- Activity -
Reply with each record repeated exactly.

━━━━━━━━━━

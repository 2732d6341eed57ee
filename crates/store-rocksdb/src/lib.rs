// Copyright (c) reifydb.com 2025
// This file is licensed under the AGPL-3.0-or-later

//! RocksDB-backed implementation of the storage protocol.
//!
//! All RocksDB calls are synchronous blocking I/O and run under
//! `spawn_blocking`; range scans pin a snapshot inside a background task
//! that streams batches back, so the iterator observes a point in time
//! regardless of concurrent writers.

#![cfg_attr(not(debug_assertions), deny(warnings))]

pub use statum_type::Result;

mod config;
mod iterator;
mod storage;

pub use config::RocksConfig;
pub use iterator::RocksRangeIter;
pub use storage::RocksStorage;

━━━━━━━━━━

- Solved problem -
repository 2732d6341eed57ee
filename crates/store-rocksdb/src/lib.rs
// Copyright (c) reifydb.com 2025
// This file is licensed under the AGPL-3.0-or-later

//! RocksDB-backed implementation of the storage protocol.
//!
//! All RocksDB calls are synchronous blocking I/O and run under
//! `spawn_blocking`; range scans pin a snapshot inside a background task
//! that streams batches back, so the iterator observes a point in time
//! regardless of concurrent writers.

#![cfg_attr(not(debug_assertions), deny(warnings))]

pub use statum_type::Result;

mod config;
mod iterator;
mod storage;

pub use config::RocksConfig;
pub use iterator::RocksRangeIter;
pub use storage::RocksStorage;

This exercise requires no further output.